Exercise: Starting at the line with "if matches!(self.state, WriterState::Open", retype each line exactly up to and including the final line of the records below.

Task material:
◇ ◇ ◇

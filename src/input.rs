use crate::model::{LINE_IDS, Schedule};

/// Why raw form input was rejected at the boundary.
#[derive(Debug, PartialEq, Eq)]
pub enum ParseError {
    /// Nothing was submitted.
    Empty,
    /// Not valid JSON of the expected shape.
    Malformed(String),
    /// A required line id is absent.
    MissingLine(u8),
}

impl std::fmt::Display for ParseError {
    fn fmt(&self, f: &mut std::fmt::Formatter<'_>) -> std::fmt::Result {
        match self {
            ParseError::Empty => write!(f, "no schedule data submitted"),
            ParseError::Malformed(e) => write!(f, "invalid schedule JSON: {e}"),
            ParseError::MissingLine(id) => write!(f, "schedule is missing line {id}"),
        }
    }
}

impl std::error::Error for ParseError {}

/// Parse raw form text into a typed schedule.
///
/// All validation happens here; past this point the rotation engine assumes
/// well-formed data. Line ids arrive as JSON object keys (strings) and come
/// out as `u8`.
pub fn parse_schedule(raw: &str) -> Result<Schedule, ParseError> {
    if raw.trim().is_empty() {
        return Err(ParseError::Empty);
    }

    let schedule: Schedule =
        serde_json::from_str(raw).map_err(|e| ParseError::Malformed(e.to_string()))?;

    if let Some(id) = schedule.missing_lines().first() {
        return Err(ParseError::MissingLine(*id));
    }

    Ok(schedule)
}

#[cfg(test)]
mod tests {
    use super::*;
    use crate::model::SENTINEL;

    const VALID: &str = r#"{
        "1": {"a": "Andi", "b": "WSF"},
        "2": {"a": "Budi"},
        "3": {"a": "Citra"},
        "5": {"a": "Dewi"},
        "6": {"a": "Eka"}
    }"#;

    #[test]
    fn valid_input_parses() {
        let schedule = parse_schedule(VALID).unwrap();
        assert!(schedule.missing_lines().is_empty());
        assert_eq!(schedule.line(1).unwrap().get("b"), Some(SENTINEL));
        assert_eq!(schedule.line(6).unwrap().get("a"), Some("Eka"));
    }

    #[test]
    fn empty_and_whitespace_input() {
        assert_eq!(parse_schedule(""), Err(ParseError::Empty));
        assert_eq!(parse_schedule("  \n\t "), Err(ParseError::Empty));
    }

    #[test]
    fn malformed_json_rejected() {
        assert!(matches!(
            parse_schedule("{ not json"),
            Err(ParseError::Malformed(_))
        ));
    }

    #[test]
    fn non_object_line_rejected() {
        let raw = r#"{"1": "oops", "2": {}, "3": {}, "5": {}, "6": {}}"#;
        assert!(matches!(parse_schedule(raw), Err(ParseError::Malformed(_))));
    }

    #[test]
    fn non_numeric_line_key_rejected() {
        let raw = r#"{"satu": {"a": "X"}}"#;
        assert!(matches!(parse_schedule(raw), Err(ParseError::Malformed(_))));
    }

    #[test]
    fn missing_required_line_reported() {
        let raw = r#"{
            "1": {"a": "Andi"},
            "2": {"a": "Budi"},
            "3": {"a": "Citra"},
            "6": {"a": "Eka"}
        }"#;
        assert_eq!(parse_schedule(raw), Err(ParseError::MissingLine(5)));
    }

    #[test]
    fn extra_line_is_kept() {
        let raw = r#"{
            "1": {"a": "Andi"},
            "2": {"a": "Budi"},
            "3": {"a": "Citra"},
            "4": {"a": "Tamu"},
            "5": {"a": "Dewi"},
            "6": {"a": "Eka"}
        }"#;
        let schedule = parse_schedule(raw).unwrap();
        assert_eq!(schedule.line(4).unwrap().get("a"), Some("Tamu"));
    }

    #[test]
    fn line_order_follows_input() {
        let raw = r#"{
            "6": {"a": "Eka"},
            "5": {"a": "Dewi"},
            "3": {"a": "Citra"},
            "2": {"a": "Budi"},
            "1": {"a": "Andi"}
        }"#;
        let schedule = parse_schedule(raw).unwrap();
        let ids: Vec<u8> = schedule.iter().map(|(id, _)| id).collect();
        assert_eq!(ids, vec![6, 5, 3, 2, 1]);
    }
}
use async_trait::async_trait;
use futures::future::{BoxFuture, FutureExt};
use std::io::{self, SeekFrom};
use std::path::{Path, PathBuf};
use std::pin::Pin;
use std::task::{ready, Context, Poll};
use tokio::fs::{self, File, OpenOptions};
use tokio::io::{AsyncReadExt, AsyncSeekExt, AsyncWrite};
use tracing::{debug, warn};
use uuid::Uuid;

use crate::{
    AssetFs, BackendKind, ByteRange, CreateOptions, FsCapabilities, FsError, FsResult,
    LocalConfig, ObjectName, Overwrite, ReadStream, WriteStream,
};

/// Storage backend over a local directory tree.
///
/// Writes go to a hidden sibling temp file and are renamed into place on
/// shutdown, so a reader never sees a half-written object.
#[derive(Debug, Clone)]
pub struct LocalFs {
    root: PathBuf,
}

impl LocalFs {
    /// Create a backend rooted at `root` without touching the filesystem
    pub fn new<P: Into<PathBuf>>(root: P) -> Self {
        Self { root: root.into() }
    }

    /// Create a backend from configuration, preparing the root directory
    pub async fn from_config(config: &LocalConfig) -> FsResult<Self> {
        match fs::metadata(&config.root).await {
            Ok(meta) if meta.is_dir() => {}
            Ok(_) => {
                return Err(FsError::config(format!(
                    "storage root {} is not a directory",
                    config.root.display()
                )))
            }
            Err(e) if e.kind() == io::ErrorKind::NotFound && config.create_root => {
                fs::create_dir_all(&config.root).await.map_err(FsError::backend)?;
                debug!(root = %config.root.display(), "created storage root");
            }
            Err(e) if e.kind() == io::ErrorKind::NotFound => {
                return Err(FsError::config(format!(
                    "storage root {} does not exist",
                    config.root.display()
                )))
            }
            Err(e) => return Err(FsError::backend(e)),
        }
        Ok(Self::new(config.root.clone()))
    }

    pub fn root(&self) -> &Path {
        &self.root
    }

    /// Filesystem path for `name`. `ObjectName` has already rejected traversal.
    pub fn resolve(&self, name: &ObjectName) -> PathBuf {
        self.root.join(name.to_relative_path())
    }

    async fn open_file(&self, name: &ObjectName) -> FsResult<(File, u64)> {
        let path = self.resolve(name);
        let file = File::open(&path)
            .await
            .map_err(|e| FsError::from_io(name.as_str(), e))?;
        let meta = file.metadata().await.map_err(FsError::backend)?;
        if !meta.is_file() {
            return Err(FsError::not_found(name.as_str()));
        }
        Ok((file, meta.len()))
    }
}

#[async_trait]
impl AssetFs for LocalFs {
    async fn create_with(&self, name: &ObjectName, options: CreateOptions) -> FsResult<WriteStream> {
        let target = self.resolve(name);

        if options.overwrite == Overwrite::Reject && self.exists(name).await? {
            return Err(FsError::already_exists(name.as_str()));
        }

        let parent = target
            .parent()
            .map(Path::to_path_buf)
            .unwrap_or_else(|| self.root.clone());
        fs::create_dir_all(&parent).await.map_err(FsError::backend)?;

        let temp_path = parent.join(format!(
            ".{}.{}.partial",
            name.file_name(),
            Uuid::new_v4().simple()
        ));
        let file = OpenOptions::new()
            .write(true)
            .create_new(true)
            .open(&temp_path)
            .await
            .map_err(FsError::backend)?;

        debug!(name = %name, temp = %temp_path.display(), "created local write stream");

        Ok(Box::pin(LocalWriter {
            file: Some(file),
            temp_path,
            target,
            name: name.clone(),
            options,
            written: 0,
            state: WriterState::Open,
        }))
    }

    async fn open(&self, name: &ObjectName) -> FsResult<ReadStream> {
        let (file, _) = self.open_file(name).await?;
        debug!(name = %name, "opened local object");
        Ok(Box::pin(file))
    }

    async fn open_range(&self, name: &ObjectName, range: ByteRange) -> FsResult<ReadStream> {
        let (mut file, size) = self.open_file(name).await?;
        if !range.is_valid(size) {
            return Err(FsError::invalid_range(
                name.as_str(),
                format!("{} not satisfiable for {} bytes", range.to_http_header(), size),
            ));
        }
        file.seek(SeekFrom::Start(range.start))
            .await
            .map_err(FsError::backend)?;
        Ok(Box::pin(file.take(range.length(size))))
    }

    async fn remove(&self, name: &ObjectName) -> FsResult<()> {
        let path = self.resolve(name);
        if !self.exists(name).await? {
            return Err(FsError::not_found(name.as_str()));
        }
        fs::remove_file(&path)
            .await
            .map_err(|e| FsError::from_io(name.as_str(), e))?;
        debug!(name = %name, "removed local object");
        Ok(())
    }

    async fn exists(&self, name: &ObjectName) -> FsResult<bool> {
        match fs::metadata(self.resolve(name)).await {
            Ok(meta) => Ok(meta.is_file()),
            Err(e) if e.kind() == io::ErrorKind::NotFound => Ok(false),
            Err(e) => Err(FsError::backend(e)),
        }
    }

    fn capabilities(&self) -> FsCapabilities {
        FsCapabilities::basic(BackendKind::Local).with_range()
    }
}

enum WriterState {
    Open,
    Committing(BoxFuture<'static, FsResult<()>>),
    Committed,
    Failed,
}

/// Write stream over a temp file, committed into place on shutdown
struct LocalWriter {
    file: Option<File>,
    temp_path: PathBuf,
    target: PathBuf,
    name: ObjectName,
    options: CreateOptions,
    written: u64,
    state: WriterState,
}

impl LocalWriter {
    /// Give up on the write after an I/O error. The temp file may hold a
    /// prefix of the content, so it must never reach `commit`.
    fn discard(&mut self) {
        self.state = WriterState::Failed;
        drop(self.file.take());
        match std::fs::remove_file(&self.temp_path) {
            Ok(()) => debug!(name = %self.name, "discarded local write"),
            Err(e) if e.kind() == io::ErrorKind::NotFound => {}
            Err(e) => warn!(temp = %self.temp_path.display(), error = %e, "failed to remove temp file"),
        }
    }

    fn commit(&self, file: File) -> BoxFuture<'static, FsResult<()>> {
        let temp = self.temp_path.clone();
        let target = self.target.clone();
        let name = self.name.clone();
        let overwrite = self.options.overwrite;
        let expected = self.options.content_length;
        let written = self.written;

        Box::pin(async move {
            let result = async {
                if let Some(len) = expected {
                    if written != len {
                        return Err(FsError::aborted(format!(
                            "{} closed after {} of {} bytes",
                            name, written, len
                        )));
                    }
                }
                file.sync_all().await.map_err(FsError::backend)?;
                drop(file);

                match overwrite {
                    Overwrite::Replace => fs::rename(&temp, &target)
                        .await
                        .map_err(FsError::backend),
                    // hard_link refuses to clobber, which makes the check atomic
                    Overwrite::Reject => {
                        fs::hard_link(&temp, &target)
                            .await
                            .map_err(|e| FsError::from_io(name.as_str(), e))?;
                        fs::remove_file(&temp).await.map_err(FsError::backend)
                    }
                }
            }
            .await;

            match &result {
                Ok(()) => debug!(name = %name, bytes = written, "committed local object"),
                Err(e) => {
                    warn!(name = %name, error = %e, "discarding local write");
                    if let Err(e) = fs::remove_file(&temp).await {
                        if e.kind() != io::ErrorKind::NotFound {
                            warn!(temp = %temp.display(), error = %e, "failed to remove temp file");
                        }
                    }
                }
            }
            result
        })
    }
}

fn closed_error() -> io::Error {
    io::Error::new(io::ErrorKind::BrokenPipe, "write stream is closed")
}

impl AsyncWrite for LocalWriter {
    fn poll_write(self: Pin<&mut Self>, cx: &mut Context<'_>, buf: &[u8]) -> Poll<io::Result<usize>> {
        let this = self.get_mut();
        if !matches!(this.state, WriterState::Open) {
            return Poll::Ready(Err(closed_error()));
        }

        let mut buf = buf;
        if let Some(len) = this.options.content_length {
            let remaining = len.saturating_sub(this.written);
            if remaining == 0 {
                return Poll::Ready(Ok(0));
            }
            buf = &buf[..buf.len().min(remaining as usize)];
        }

        let Some(file) = this.file.as_mut() else {
            return Poll::Ready(Err(closed_error()));
        };
        match ready!(Pin::new(file).poll_write(cx, buf)) {
            Ok(n) => {
                this.written += n as u64;
                Poll::Ready(Ok(n))
            }
            Err(e) => {
                warn!(name = %this.name, error = %e, "local write failed");
                this.discard();
                Poll::Ready(Err(e))
            }
        }
    }

    fn poll_flush(self: Pin<&mut Self>, cx: &mut Context<'_>) -> Poll<io::Result<()>> {
        let this = self.get_mut();
        let result = match (&this.state, this.file.as_mut()) {
            (WriterState::Open, Some(file)) => ready!(Pin::new(file).poll_flush(cx)),
            _ => return Poll::Ready(Ok(())),
        };
        if let Err(e) = &result {
            warn!(name = %this.name, error = %e, "local flush failed");
            this.discard();
        }
        Poll::Ready(result)
    }

    fn poll_shutdown(self: Pin<&mut Self>, cx: &mut Context<'_>) -> Poll<io::Result<()>> {
        let this = self.get_mut();
        loop {
            match &mut this.state {
                WriterState::Open => {
                    if let Some(file) = this.file.as_mut() {
                        if let Err(e) = ready!(Pin::new(file).poll_flush(cx)) {
                            warn!(name = %this.name, error = %e, "local flush failed");
                            this.discard();
                            return Poll::Ready(Err(e));
                        }
                    }
                    let Some(file) = this.file.take() else {
                        return Poll::Ready(Err(closed_error()));
                    };
                    this.state = WriterState::Committing(this.commit(file));
                }
                WriterState::Committing(fut) => {
                    let result = ready!(fut.poll_unpin(cx));
                    this.state = match result {
                        Ok(()) => WriterState::Committed,
                        Err(_) => WriterState::Failed,
                    };
                    return Poll::Ready(result.map_err(io::Error::from));
                }
                WriterState::Committed => return Poll::Ready(Ok(())),
                WriterState::Failed => return Poll::Ready(Err(closed_error())),
            }
        }
    }
}

impl Drop for LocalWriter {
    fn drop(&mut self) {
        if matches!(self.state, WriterState::Open | WriterState::Committing(_)) {
            drop(self.file.take());
            match std::fs::remove_file(&self.temp_path) {
                Ok(()) => debug!(name = %self.name, "discarded abandoned local write"),
                Err(e) if e.kind() == io::ErrorKind::NotFound => {}
                Err(e) => warn!(temp = %self.temp_path.display(), error = %e, "failed to remove temp file"),
            }
        }
    }
}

◇ ◇ ◇

Solution:
        if matches!(self.state, WriterState::Open | WriterState::Committing(_)) {
            drop(self.file.take());
            match std::fs::remove_file(&self.temp_path) {
                Ok(()) => debug!(name = %self.name, "discarded abandoned local write"),
                Err(e) if e.kind() == io::ErrorKind::NotFound => {}
                Err(e) => warn!(temp = %self.temp_path.display(), error = %e, "failed to remove temp file"),
            }
        }
    }
}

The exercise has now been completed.